Questions tagged [authentication]

A process of proving that an entity (commonly a user or organization) is who they claim to be, or who they were previously identified as being. Authentication does not guarantee that particular entity's identity absolutely, it just proves that they are the same agent that has previously successfully asserted their identity. There are three factors (types) of authentication, and a particular authentication process may combine two or more different factors.

Authentication is critical to systems security. It is the mechanism an authoritative system uses to validate a given entity's asserted identity (who they claim to be) is the same as that entity's stored credentials. Credentials must be previously stored for an entity either by the authoritative system, or by another trusted system, before authentication can occur.

Authentication is commonly used in real life in a number of different scenarios, for example a national border agent confirming a person's identity using a passport.

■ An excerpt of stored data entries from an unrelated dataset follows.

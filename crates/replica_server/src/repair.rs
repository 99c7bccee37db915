//! Bounded auto-repair of a served clone.
//!
//! Each round probes the application root. A clean page ends the loop; an
//! application error is traced to one known file through path references in
//! the error page and the runtime log, that file is rewritten by the repair
//! service and re-uploaded. Anything unexpected stops the loop quietly.

use std::sync::OnceLock;

use regex::Regex;
use replica_core::parse::strip_fences;
use replica_core::{Artifact, Stitched};
use replica_llm::RepairService;
use replica_sandbox::EnvironmentManager;
use serde::Serialize;
use tracing::{debug, info, warn};

use crate::config::RepairConfig;

/// Text that marks a development server error page or log entry.
pub const ERROR_MARKERS: &[&str] = &[
    "Failed to compile",
    "Module not found",
    "Unhandled Runtime Error",
    "Build Error",
    "SyntaxError",
    "ReferenceError",
    "TypeError",
];

const ERROR_EXCERPT: usize = 4_000;

/// Result of probing the application root.
#[derive(Debug, Clone, PartialEq, Eq)]
pub enum Probe {
    Clean,
    /// Application error with the text that revealed it
    AppError(String),
    /// The runtime could not be reached at all
    Unreachable(String),
}

/// Classify a response from the application root.
pub fn classify(status: u16, body: &str) -> Probe {
    if status == 500 || ERROR_MARKERS.iter().any(|m| body.contains(m)) {
        Probe::AppError(body.to_string())
    } else {
        Probe::Clean
    }
}

/// `GET <base_url>/`.
pub async fn probe(client: &reqwest::Client, base_url: &str) -> Probe {
    let url = format!("{}/", base_url.trim_end_matches('/'));
    match client.get(&url).send().await {
        Ok(response) => {
            let status = response.status().as_u16();
            match response.text().await {
                Ok(body) => classify(status, &body),
                Err(e) => Probe::Unreachable(e.to_string()),
            }
        }
        Err(e) => Probe::Unreachable(e.to_string()),
    }
}

fn dotted_path_re() -> &'static Regex {
    static RE: OnceLock<Regex> = OnceLock::new();
    RE.get_or_init(|| {
        Regex::new(r"\./((?:[\w@\[\]()-]+/)*[\w@\[\]().-]+\.(?:tsx|jsx|ts|js|mjs|css))")
            .expect("dotted path pattern is valid")
    })
}

fn rooted_path_re() -> &'static Regex {
    static RE: OnceLock<Regex> = OnceLock::new();
    RE.get_or_init(|| {
        Regex::new(r"(?:^|[^\w./-])/?((?:[\w@\[\]()-]+/)+[\w@\[\]().-]+\.(?:tsx|jsx|ts|js|mjs|css))")
            .expect("rooted path pattern is valid")
    })
}

/// File references in error text, first occurrence first.
pub fn extract_path_hints(text: &str) -> Vec<String> {
    let mut hints: Vec<(usize, String)> = Vec::new();
    for re in [dotted_path_re(), rooted_path_re()] {
        for caps in re.captures_iter(text) {
            if let Some(m) = caps.get(1) {
                hints.push((m.start(), m.as_str().to_string()));
            }
        }
    }
    hints.sort_by_key(|(pos, _)| *pos);
    let mut out: Vec<String> = Vec::new();
    for (_, hint) in hints {
        if !out.contains(&hint) {
            out.push(hint);
        }
    }
    out
}

/// Resolve a hint to a known path: exact match first, then by suffix on a
/// path boundary.
pub fn match_path(hint: &str, known: &[String]) -> Option<String> {
    let hint = hint.trim_start_matches("./").trim_start_matches('/');
    if let Some(exact) = known.iter().find(|k| k.as_str() == hint) {
        return Some(exact.clone());
    }
    known
        .iter()
        .find(|k| {
            hint.ends_with(&format!("/{}", k)) || k.ends_with(&format!("/{}", hint))
        })
        .cloned()
}

/// One attempted fix.
#[derive(Debug, Clone, PartialEq, Eq, Serialize)]
pub struct RepairRound {
    pub round: u32,
    pub path: String,
    pub error: String,
    pub fixed: bool,
}

/// Why the loop stopped.
#[derive(Debug, Clone, PartialEq, Eq, Serialize)]
#[serde(rename_all = "snake_case")]
pub enum RepairStop {
    Clean,
    Unreachable,
    NoMatchingFile,
    RepairFailed,
    UploadFailed,
    Exhausted,
}

#[derive(Debug, Clone, PartialEq, Eq, Serialize)]
pub struct RepairOutcome {
    pub rounds: Vec<RepairRound>,
    pub stop: RepairStop,
}

impl RepairOutcome {
    pub fn fixed_paths(&self) -> Vec<&str> {
        self.rounds
            .iter()
            .filter(|r| r.fixed)
            .map(|r| r.path.as_str())
            .collect()
    }
}

fn excerpt(text: &str) -> String {
    let lines: Vec<&str> = text
        .lines()
        .filter(|l| !l.trim().is_empty())
        .collect();
    let joined = lines.join("\n");
    if joined.len() <= ERROR_EXCERPT {
        return joined;
    }
    let mut cut = ERROR_EXCERPT;
    while !joined.is_char_boundary(cut) {
        cut -= 1;
    }
    joined[..cut].to_string()
}

/// Run at most `config.rounds` rounds against the serving environment of
/// `session`. Fixed files are written back into `artifacts`.
#[allow(clippy::too_many_arguments)]
pub async fn run_repair_loop<F>(
    environments: &EnvironmentManager,
    session: &str,
    base_url: &str,
    artifacts: &mut Stitched,
    service: &dyn RepairService,
    client: &reqwest::Client,
    config: &RepairConfig,
    on_round: F,
) -> RepairOutcome
where
    F: Fn(&RepairRound),
{
    let mut rounds = Vec::new();

    for round in 1..=config.rounds {
        let error = match probe(client, base_url).await {
            Probe::Clean => {
                info!(session, round, "Clone renders cleanly");
                return RepairOutcome {
                    rounds,
                    stop: RepairStop::Clean,
                };
            }
            Probe::Unreachable(reason) => {
                warn!(session, "Runtime unreachable during repair: {}", reason);
                return RepairOutcome {
                    rounds,
                    stop: RepairStop::Unreachable,
                };
            }
            Probe::AppError(text) => text,
        };

        let log = environments
            .logs(session, config.log_lines)
            .await
            .unwrap_or_default();
        let known = artifacts.paths();
        let target = extract_path_hints(&error)
            .into_iter()
            .chain(extract_path_hints(&log))
            .find_map(|hint| match_path(&hint, &known));
        let Some(path) = target else {
            info!(session, round, "Application error does not point at a generated file");
            debug!(session, "Error text:\n{}", excerpt(&error));
            return RepairOutcome {
                rounds,
                stop: RepairStop::NoMatchingFile,
            };
        };

        let content = artifacts
            .get(&path)
            .map(|a| a.content.clone())
            .unwrap_or_default();
        let report = excerpt(&format!("{}\n{}", error, log));
        info!(session, round, path = %path, "Repairing");

        let fixed = match service.repair(&path, &content, &report).await {
            Ok(fixed) => strip_fences(&fixed),
            Err(e) => {
                warn!(session, path = %path, "Repair call failed: {}", e);
                let record = RepairRound {
                    round,
                    path,
                    error: excerpt(&error),
                    fixed: false,
                };
                on_round(&record);
                rounds.push(record);
                return RepairOutcome {
                    rounds,
                    stop: RepairStop::RepairFailed,
                };
            }
        };
        if fixed.trim().is_empty() {
            warn!(session, path = %path, "Repair returned nothing");
            return RepairOutcome {
                rounds,
                stop: RepairStop::RepairFailed,
            };
        }

        let owner = artifacts.provenance.get(&path).copied().unwrap_or(0);
        artifacts.upsert(Artifact::new(path.clone(), fixed.clone(), owner));
        if let Err(e) = environments.upload(session, &path, &fixed).await {
            warn!(session, path = %path, "Uploading repair failed: {}", e);
            return RepairOutcome {
                rounds,
                stop: RepairStop::UploadFailed,
            };
        }

        let record = RepairRound {
            round,
            path,
            error: excerpt(&error),
            fixed: true,
        };
        on_round(&record);
        rounds.push(record);
        tokio::time::sleep(config.settle()).await;
    }

    RepairOutcome {
        rounds,
        stop: RepairStop::Exhausted,
    }
}

#[cfg(test)]
mod tests {
    use super::*;

    #[test]
    fn test_classify() {
        assert_eq!(classify(200, "<html>ok</html>"), Probe::Clean);
        assert!(matches!(classify(500, ""), Probe::AppError(_)));
        assert!(matches!(
            classify(200, "<h1>Failed to compile</h1>"),
            Probe::AppError(_)
        ));
        assert_eq!(classify(404, "not here"), Probe::Clean);
    }

    #[test]
    fn test_extract_path_hints() {
        let text = "Failed to compile\n./components/Hero.tsx:12:5\nModule not found in ./components/Hero.tsx\nat /home/node/project/app/page.tsx (line 3)";
        assert_eq!(
            extract_path_hints(text),
            vec!["components/Hero.tsx", "home/node/project/app/page.tsx"]
        );
    }

    #[test]
    fn test_match_path() {
        let known = vec!["app/page.tsx".to_string(), "components/Hero.tsx".to_string()];
        assert_eq!(match_path("./components/Hero.tsx", &known).as_deref(), Some("components/Hero.tsx"));
        assert_eq!(
            match_path("home/node/project/app/page.tsx", &known).as_deref(),
            Some("app/page.tsx")
        );
        assert_eq!(match_path("Hero.tsx", &known).as_deref(), Some("components/Hero.tsx"));
        assert_eq!(match_path("lib/x.ts", &known), None);
        assert_eq!(match_path("Xpage.tsx", &known), None);
    }

    #[test]
    fn test_excerpt_is_bounded() {
        let long = "x".repeat(10_000);
        assert_eq!(excerpt(&long).len(), ERROR_EXCERPT);
        assert_eq!(excerpt("a\n\n\nb"), "a\nb");
    }
}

Authentication usually requires the entity being authenticated to produce one or more tokens. These tokens are then used, possibly alongside other properties or characteristics of the entity, to confirm their identity. An example of an authentication token is a password. These tokens can fall into three broad categories, or factors:

  • Something you know. This is the most commonly used authentication factor in electronic systems. It is most commonly implemented as a password or PIN (personal identification number). This is also the most commonly misused authentication factor. Many system require a secondary security question, such as your mother's maiden name, place you were born in or other such trivia. These all belong to this single factor, thus systems can as as many questions as they like and they are still single factor authentication; all the answers are something the entity would know.
  • Something you have. This is most commonly implemented as a formula number generator (like an RSA Key Fob) or a digital certificate (which can be stored on a smart card or less securely as a simple file on a computer). The Key Fobs, Smart Cards, and SSL Certificates are the most commonly used forms of this factor.
  • Something you are. This is commonly known as biometric security. Fingerprints and iris scans are the most common form when used with electronic access systems. Fingerprints and DNA are the most commonly used in law enforcement.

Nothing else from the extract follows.